Saved entries:
+ + + + +

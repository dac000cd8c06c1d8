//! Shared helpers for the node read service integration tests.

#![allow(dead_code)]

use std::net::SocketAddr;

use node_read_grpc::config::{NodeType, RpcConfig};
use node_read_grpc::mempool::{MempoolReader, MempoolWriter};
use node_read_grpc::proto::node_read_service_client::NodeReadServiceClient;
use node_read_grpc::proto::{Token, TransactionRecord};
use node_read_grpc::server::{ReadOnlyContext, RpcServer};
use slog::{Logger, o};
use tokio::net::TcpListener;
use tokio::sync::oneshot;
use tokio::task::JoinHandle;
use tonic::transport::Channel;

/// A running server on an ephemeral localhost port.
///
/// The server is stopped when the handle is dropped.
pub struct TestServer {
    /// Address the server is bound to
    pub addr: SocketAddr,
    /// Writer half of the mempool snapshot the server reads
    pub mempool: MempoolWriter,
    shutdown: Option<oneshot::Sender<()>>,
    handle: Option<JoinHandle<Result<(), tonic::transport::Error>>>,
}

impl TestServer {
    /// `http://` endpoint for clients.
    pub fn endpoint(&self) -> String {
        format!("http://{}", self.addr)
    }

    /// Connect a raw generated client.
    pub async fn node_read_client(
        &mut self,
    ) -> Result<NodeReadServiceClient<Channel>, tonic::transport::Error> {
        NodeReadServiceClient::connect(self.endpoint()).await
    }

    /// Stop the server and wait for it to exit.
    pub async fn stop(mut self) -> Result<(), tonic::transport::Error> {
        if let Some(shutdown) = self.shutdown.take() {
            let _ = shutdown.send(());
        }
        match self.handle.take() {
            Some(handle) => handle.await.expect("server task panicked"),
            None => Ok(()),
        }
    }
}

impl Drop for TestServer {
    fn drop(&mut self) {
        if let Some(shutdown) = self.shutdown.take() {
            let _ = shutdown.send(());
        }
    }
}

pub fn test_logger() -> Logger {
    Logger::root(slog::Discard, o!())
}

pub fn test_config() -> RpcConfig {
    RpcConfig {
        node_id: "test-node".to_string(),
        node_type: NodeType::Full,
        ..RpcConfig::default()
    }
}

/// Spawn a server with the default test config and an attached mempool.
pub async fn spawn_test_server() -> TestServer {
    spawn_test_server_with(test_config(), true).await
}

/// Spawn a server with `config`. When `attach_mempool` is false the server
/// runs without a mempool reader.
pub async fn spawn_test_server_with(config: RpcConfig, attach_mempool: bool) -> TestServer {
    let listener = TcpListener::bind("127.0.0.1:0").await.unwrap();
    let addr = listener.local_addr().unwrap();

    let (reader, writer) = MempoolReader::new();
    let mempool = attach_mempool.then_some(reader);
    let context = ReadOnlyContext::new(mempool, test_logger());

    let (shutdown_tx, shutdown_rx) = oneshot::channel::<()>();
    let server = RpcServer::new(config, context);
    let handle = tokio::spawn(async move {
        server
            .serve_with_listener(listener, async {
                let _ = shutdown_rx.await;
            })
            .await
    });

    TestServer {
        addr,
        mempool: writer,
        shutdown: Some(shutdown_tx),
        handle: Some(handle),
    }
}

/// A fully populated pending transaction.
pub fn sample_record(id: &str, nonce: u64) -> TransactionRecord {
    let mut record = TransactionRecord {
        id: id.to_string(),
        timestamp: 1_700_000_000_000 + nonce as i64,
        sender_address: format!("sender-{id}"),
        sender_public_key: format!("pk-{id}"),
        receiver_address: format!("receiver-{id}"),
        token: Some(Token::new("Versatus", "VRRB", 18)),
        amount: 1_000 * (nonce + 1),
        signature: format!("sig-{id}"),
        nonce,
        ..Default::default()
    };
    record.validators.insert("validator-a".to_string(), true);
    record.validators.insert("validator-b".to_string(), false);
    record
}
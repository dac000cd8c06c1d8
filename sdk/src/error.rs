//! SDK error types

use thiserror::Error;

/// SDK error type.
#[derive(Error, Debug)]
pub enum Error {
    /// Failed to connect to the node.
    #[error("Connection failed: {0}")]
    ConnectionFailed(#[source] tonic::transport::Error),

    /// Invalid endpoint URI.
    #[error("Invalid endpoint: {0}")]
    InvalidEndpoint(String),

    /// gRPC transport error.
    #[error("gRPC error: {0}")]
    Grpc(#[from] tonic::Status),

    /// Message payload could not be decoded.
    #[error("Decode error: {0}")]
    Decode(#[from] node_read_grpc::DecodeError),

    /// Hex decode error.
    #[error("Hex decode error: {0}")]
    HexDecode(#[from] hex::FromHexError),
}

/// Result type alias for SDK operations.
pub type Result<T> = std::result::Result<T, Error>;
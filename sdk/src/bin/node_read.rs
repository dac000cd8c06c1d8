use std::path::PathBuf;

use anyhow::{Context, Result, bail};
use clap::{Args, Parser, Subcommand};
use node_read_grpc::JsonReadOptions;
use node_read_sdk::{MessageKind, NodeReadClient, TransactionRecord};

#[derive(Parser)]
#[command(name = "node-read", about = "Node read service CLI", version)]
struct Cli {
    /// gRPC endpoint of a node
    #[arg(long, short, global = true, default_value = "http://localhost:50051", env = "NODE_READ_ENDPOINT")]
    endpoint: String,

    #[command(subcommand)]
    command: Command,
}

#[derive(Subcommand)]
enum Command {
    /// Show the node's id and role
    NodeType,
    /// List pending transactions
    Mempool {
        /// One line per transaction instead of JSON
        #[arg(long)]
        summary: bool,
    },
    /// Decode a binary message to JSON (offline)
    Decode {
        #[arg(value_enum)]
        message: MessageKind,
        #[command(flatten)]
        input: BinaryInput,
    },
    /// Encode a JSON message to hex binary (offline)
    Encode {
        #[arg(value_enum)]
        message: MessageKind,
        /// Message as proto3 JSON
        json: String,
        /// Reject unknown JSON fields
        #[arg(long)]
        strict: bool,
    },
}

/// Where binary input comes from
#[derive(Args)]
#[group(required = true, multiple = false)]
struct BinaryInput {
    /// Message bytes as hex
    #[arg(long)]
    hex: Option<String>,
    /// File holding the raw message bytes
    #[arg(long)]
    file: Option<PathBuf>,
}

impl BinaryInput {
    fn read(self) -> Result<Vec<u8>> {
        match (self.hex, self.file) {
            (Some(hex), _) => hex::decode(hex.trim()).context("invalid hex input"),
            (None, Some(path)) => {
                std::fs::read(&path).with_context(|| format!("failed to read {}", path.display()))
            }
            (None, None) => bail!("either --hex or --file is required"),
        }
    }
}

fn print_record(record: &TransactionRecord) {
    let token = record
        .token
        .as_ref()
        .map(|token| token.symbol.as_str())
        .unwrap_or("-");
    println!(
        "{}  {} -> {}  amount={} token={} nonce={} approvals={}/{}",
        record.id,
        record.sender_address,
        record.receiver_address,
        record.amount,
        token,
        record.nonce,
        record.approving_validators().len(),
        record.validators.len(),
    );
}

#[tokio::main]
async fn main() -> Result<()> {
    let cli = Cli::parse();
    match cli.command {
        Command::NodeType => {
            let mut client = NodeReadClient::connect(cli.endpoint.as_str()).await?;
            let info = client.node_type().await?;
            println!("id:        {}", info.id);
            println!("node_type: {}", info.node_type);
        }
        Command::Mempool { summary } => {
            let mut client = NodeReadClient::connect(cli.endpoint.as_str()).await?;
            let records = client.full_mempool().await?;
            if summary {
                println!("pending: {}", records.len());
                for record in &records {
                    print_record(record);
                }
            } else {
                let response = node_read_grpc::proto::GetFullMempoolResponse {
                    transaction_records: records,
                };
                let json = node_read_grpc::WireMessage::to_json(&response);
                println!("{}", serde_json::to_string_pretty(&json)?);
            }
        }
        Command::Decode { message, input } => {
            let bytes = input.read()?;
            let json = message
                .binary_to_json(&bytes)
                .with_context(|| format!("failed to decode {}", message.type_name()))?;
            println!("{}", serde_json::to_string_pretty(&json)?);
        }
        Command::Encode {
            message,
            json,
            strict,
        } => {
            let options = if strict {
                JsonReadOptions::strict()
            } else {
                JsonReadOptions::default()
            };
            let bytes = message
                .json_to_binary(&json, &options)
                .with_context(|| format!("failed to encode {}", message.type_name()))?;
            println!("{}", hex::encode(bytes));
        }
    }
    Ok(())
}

+ + + + +

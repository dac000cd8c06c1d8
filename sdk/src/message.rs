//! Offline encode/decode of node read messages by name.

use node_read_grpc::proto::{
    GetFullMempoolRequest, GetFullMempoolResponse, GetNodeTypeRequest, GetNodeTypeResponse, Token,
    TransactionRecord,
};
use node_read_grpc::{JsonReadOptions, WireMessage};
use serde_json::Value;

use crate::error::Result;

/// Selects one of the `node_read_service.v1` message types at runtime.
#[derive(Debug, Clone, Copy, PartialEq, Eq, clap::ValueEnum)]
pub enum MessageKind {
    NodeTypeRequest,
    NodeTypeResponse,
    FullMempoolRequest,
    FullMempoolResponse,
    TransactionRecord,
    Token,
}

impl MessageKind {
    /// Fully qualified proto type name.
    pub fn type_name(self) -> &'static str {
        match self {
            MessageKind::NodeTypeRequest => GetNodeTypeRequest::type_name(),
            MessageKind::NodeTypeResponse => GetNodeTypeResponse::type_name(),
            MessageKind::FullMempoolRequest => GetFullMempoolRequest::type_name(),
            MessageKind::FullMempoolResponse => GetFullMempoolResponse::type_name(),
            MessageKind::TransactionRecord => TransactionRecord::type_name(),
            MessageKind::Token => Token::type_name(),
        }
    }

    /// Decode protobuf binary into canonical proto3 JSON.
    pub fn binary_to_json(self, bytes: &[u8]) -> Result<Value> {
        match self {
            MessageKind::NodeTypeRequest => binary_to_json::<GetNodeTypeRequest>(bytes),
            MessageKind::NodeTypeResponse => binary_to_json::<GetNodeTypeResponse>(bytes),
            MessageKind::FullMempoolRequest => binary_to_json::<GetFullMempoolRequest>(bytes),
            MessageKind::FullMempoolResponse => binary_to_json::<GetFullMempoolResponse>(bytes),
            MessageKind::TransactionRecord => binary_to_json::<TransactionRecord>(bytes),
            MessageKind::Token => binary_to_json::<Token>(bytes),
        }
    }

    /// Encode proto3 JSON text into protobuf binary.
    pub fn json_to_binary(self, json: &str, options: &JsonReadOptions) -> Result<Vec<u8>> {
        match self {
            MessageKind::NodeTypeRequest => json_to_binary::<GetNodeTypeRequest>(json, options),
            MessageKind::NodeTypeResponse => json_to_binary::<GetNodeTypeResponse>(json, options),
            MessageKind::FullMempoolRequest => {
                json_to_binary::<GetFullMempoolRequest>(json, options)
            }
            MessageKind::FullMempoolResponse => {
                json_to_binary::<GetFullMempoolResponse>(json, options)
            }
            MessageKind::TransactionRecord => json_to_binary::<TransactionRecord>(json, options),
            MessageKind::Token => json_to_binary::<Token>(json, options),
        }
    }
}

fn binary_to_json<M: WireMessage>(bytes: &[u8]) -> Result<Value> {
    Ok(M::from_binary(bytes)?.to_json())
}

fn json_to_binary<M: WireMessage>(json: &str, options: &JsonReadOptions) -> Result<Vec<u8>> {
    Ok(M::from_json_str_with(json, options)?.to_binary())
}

+ + + + +

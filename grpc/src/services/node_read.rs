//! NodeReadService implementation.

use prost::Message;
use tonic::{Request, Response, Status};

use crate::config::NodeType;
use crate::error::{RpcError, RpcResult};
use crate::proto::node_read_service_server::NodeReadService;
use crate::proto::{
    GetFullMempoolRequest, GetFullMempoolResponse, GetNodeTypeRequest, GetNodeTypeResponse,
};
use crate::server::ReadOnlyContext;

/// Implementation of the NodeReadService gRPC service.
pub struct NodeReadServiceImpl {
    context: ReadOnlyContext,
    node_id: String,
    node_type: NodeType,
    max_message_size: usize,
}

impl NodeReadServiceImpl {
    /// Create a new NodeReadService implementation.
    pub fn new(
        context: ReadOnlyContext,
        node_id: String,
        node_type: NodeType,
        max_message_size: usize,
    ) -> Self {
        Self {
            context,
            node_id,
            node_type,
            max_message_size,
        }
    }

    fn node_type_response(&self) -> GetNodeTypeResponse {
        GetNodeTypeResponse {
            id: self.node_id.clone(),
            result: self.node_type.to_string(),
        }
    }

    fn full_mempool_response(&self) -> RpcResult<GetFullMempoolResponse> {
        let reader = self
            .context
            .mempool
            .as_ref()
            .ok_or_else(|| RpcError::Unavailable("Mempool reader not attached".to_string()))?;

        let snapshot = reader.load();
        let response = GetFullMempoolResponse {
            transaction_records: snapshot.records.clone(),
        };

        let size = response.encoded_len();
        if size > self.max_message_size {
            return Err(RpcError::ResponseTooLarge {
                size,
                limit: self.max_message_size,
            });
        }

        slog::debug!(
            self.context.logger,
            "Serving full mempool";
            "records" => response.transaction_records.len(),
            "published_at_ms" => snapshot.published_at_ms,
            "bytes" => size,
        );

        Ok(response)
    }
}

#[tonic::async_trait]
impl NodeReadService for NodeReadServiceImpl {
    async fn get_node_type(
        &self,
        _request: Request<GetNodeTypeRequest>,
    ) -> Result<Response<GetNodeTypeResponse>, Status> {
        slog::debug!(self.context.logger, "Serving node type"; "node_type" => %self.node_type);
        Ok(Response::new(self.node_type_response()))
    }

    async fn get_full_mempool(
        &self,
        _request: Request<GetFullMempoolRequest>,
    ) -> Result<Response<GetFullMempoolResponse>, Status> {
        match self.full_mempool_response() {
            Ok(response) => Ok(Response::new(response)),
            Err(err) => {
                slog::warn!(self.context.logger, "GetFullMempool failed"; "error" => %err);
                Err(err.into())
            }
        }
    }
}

+ + + + +

For each line above that carries the word "RpcResult", copy it out.

- RESULT FOR THIS TASK -
use crate::error::{RpcError, RpcResult};
    fn full_mempool_response(&self) -> RpcResult<GetFullMempoolResponse> {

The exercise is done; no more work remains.